***** PROVIDED INFORMATION *****

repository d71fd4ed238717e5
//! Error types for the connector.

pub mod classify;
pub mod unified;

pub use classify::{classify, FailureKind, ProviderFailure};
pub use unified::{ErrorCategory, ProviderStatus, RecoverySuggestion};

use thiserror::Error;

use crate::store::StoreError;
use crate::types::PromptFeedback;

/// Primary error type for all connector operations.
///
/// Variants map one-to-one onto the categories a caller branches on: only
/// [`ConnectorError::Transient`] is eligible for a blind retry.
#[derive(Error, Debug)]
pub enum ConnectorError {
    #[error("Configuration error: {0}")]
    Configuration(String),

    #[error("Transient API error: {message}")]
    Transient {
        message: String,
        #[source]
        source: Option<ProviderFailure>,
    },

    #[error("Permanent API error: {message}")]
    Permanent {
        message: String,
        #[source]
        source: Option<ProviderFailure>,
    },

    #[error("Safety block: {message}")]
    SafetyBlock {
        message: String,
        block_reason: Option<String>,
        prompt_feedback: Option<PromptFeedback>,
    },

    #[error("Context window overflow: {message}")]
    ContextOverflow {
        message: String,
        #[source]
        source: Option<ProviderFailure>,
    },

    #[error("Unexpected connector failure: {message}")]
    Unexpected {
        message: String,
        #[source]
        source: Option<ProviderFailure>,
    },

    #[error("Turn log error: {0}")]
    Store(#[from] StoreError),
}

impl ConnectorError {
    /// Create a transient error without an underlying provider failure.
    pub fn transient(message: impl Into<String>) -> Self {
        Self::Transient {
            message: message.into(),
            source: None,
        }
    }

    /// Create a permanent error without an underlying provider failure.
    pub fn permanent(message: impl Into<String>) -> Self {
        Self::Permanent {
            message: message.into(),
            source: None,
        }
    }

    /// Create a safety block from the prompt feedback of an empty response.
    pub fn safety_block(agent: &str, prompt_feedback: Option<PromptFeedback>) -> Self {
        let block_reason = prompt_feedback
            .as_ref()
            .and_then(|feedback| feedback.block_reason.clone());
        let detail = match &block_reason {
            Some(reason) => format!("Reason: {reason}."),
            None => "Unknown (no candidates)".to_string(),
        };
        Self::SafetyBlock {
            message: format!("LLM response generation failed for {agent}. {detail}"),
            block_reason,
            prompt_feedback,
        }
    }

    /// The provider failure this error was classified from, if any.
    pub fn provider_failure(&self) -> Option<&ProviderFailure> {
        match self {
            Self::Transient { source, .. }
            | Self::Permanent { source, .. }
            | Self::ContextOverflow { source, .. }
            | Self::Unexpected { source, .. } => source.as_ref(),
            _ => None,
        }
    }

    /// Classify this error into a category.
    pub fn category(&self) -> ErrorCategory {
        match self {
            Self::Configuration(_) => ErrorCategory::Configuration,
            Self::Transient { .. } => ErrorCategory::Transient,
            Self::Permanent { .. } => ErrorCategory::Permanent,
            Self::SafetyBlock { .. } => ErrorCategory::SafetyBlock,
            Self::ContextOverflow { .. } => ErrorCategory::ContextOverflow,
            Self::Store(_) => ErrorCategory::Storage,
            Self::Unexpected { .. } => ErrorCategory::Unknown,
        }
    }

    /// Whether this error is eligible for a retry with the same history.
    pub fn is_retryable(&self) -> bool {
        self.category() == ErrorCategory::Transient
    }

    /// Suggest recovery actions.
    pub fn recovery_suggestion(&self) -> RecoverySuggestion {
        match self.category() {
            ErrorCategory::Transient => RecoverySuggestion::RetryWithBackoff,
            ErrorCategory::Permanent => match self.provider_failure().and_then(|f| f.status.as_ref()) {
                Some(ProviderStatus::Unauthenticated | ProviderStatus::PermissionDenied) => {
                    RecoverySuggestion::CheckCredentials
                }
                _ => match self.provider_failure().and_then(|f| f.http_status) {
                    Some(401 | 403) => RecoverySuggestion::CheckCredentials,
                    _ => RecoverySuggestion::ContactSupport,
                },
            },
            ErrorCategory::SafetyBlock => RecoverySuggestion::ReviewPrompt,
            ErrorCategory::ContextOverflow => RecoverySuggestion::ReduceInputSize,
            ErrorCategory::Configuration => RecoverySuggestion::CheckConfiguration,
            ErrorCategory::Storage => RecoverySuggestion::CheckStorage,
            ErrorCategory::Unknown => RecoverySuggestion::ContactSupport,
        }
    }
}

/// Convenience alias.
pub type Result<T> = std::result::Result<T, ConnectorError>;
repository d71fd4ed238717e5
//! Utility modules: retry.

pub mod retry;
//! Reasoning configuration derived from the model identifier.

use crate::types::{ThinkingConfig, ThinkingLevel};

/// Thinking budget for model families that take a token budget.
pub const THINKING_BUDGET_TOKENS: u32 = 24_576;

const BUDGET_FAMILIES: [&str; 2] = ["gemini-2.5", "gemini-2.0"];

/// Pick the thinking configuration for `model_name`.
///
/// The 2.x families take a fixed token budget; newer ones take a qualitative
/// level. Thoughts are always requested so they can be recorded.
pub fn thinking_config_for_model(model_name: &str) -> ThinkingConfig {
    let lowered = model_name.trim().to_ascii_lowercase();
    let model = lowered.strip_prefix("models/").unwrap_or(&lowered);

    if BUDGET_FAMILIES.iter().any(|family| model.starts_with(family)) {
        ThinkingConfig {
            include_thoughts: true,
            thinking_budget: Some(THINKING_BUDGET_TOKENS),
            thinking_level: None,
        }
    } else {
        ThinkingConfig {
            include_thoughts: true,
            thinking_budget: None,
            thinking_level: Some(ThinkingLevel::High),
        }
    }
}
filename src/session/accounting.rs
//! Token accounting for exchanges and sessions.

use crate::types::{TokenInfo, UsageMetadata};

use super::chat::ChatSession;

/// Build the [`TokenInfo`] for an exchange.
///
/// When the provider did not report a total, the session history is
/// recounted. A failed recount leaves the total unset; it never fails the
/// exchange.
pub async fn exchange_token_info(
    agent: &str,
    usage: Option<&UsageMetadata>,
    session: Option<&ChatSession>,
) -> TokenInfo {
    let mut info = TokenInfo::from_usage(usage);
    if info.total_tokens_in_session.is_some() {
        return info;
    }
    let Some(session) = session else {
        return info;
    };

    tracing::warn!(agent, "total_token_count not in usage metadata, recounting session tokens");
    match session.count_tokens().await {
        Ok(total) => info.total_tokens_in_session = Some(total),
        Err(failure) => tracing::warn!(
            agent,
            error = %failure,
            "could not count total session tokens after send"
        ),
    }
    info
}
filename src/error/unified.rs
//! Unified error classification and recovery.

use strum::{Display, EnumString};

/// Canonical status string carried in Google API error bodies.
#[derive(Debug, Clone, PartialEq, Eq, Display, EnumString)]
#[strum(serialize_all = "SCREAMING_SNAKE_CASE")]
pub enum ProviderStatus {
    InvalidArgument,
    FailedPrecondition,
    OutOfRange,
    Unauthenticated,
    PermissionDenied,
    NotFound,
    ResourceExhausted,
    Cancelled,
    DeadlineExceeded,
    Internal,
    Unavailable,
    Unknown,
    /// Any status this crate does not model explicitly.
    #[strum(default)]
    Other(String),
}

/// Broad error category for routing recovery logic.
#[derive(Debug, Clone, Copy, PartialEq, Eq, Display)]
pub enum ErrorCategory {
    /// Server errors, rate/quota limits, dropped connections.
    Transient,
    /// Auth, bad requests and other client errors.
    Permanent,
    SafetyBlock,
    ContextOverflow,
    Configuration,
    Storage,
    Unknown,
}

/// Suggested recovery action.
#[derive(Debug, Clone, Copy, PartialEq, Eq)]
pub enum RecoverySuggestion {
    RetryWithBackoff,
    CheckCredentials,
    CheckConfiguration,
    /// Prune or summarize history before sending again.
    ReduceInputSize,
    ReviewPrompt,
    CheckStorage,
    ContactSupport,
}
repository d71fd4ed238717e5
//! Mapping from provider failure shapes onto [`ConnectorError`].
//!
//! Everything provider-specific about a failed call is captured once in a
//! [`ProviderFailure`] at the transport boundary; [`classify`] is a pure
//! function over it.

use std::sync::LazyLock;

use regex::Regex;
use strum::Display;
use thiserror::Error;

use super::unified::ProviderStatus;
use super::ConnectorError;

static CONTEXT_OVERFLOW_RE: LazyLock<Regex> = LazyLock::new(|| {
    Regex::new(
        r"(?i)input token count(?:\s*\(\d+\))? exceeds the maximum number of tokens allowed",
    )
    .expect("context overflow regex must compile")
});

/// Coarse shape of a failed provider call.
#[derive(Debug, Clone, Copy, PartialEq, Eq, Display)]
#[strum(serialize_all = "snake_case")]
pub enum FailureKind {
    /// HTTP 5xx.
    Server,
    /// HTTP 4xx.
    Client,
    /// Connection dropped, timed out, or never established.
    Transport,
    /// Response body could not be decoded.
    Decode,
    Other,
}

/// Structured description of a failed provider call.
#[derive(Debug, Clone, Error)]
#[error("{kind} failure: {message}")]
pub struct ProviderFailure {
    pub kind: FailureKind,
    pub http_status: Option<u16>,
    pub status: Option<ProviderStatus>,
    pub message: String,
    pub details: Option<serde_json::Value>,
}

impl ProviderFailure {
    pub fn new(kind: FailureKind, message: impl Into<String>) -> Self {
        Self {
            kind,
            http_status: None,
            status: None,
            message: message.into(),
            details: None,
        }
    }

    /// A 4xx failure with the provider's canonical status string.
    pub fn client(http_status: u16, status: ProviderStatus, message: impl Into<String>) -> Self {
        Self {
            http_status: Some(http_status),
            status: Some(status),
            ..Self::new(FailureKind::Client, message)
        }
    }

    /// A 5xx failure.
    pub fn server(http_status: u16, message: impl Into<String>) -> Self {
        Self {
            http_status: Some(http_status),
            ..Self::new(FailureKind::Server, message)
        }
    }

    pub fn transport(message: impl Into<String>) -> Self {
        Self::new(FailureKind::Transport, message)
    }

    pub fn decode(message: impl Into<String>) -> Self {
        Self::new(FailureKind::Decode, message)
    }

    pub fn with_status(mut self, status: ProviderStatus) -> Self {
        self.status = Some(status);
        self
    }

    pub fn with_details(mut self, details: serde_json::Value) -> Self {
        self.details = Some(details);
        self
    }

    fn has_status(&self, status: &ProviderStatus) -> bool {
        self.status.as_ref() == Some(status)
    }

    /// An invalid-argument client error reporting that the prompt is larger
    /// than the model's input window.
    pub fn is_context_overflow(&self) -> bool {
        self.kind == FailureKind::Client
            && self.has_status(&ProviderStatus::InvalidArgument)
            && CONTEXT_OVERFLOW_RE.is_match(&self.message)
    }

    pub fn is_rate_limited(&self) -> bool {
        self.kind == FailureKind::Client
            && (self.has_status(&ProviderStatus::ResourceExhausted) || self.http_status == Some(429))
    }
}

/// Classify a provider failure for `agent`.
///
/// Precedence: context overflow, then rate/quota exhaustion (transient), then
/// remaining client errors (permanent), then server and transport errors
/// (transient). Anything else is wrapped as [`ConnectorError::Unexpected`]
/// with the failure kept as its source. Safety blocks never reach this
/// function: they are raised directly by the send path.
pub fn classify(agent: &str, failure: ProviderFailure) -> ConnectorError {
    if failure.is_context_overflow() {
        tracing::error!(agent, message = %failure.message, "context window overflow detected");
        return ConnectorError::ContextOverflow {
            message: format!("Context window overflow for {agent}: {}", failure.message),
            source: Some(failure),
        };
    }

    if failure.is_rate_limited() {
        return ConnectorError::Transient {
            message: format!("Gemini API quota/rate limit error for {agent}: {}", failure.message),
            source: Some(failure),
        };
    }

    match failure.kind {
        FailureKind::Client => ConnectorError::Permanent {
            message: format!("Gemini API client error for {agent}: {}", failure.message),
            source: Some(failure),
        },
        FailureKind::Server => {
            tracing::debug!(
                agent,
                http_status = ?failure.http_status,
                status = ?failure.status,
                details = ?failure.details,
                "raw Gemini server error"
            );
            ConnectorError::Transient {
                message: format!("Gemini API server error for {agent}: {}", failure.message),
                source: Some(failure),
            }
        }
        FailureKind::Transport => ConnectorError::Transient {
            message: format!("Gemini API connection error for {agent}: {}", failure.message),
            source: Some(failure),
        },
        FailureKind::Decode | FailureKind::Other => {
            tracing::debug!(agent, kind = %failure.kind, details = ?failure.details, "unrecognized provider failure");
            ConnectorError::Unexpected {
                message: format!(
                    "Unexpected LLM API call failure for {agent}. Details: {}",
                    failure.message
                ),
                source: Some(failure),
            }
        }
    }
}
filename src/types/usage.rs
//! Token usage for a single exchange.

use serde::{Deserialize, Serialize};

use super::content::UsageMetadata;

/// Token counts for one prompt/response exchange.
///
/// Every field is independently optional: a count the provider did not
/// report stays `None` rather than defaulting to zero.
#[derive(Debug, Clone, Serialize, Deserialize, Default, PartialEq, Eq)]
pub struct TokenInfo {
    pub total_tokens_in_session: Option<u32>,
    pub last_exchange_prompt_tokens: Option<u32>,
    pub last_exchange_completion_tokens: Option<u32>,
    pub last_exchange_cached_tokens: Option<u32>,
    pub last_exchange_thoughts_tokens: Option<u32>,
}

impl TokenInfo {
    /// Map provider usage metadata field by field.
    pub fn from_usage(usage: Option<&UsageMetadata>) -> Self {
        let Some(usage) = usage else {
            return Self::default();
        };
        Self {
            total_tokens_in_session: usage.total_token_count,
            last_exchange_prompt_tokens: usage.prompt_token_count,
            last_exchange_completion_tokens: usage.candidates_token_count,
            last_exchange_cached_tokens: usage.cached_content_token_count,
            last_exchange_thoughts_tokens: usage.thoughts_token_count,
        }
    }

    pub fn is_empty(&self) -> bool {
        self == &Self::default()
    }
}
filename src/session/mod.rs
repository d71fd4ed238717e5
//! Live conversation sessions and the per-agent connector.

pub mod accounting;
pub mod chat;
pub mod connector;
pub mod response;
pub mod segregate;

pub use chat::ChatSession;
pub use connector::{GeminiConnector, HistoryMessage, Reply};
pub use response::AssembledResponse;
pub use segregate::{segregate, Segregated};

*****

THE TASK >> Of the lines in the data, report each one containing the string "than".

SOLUTION TO THE PROBLEM >>
    /// than the model's input window.
/// report stays `None` rather than defaulting to zero.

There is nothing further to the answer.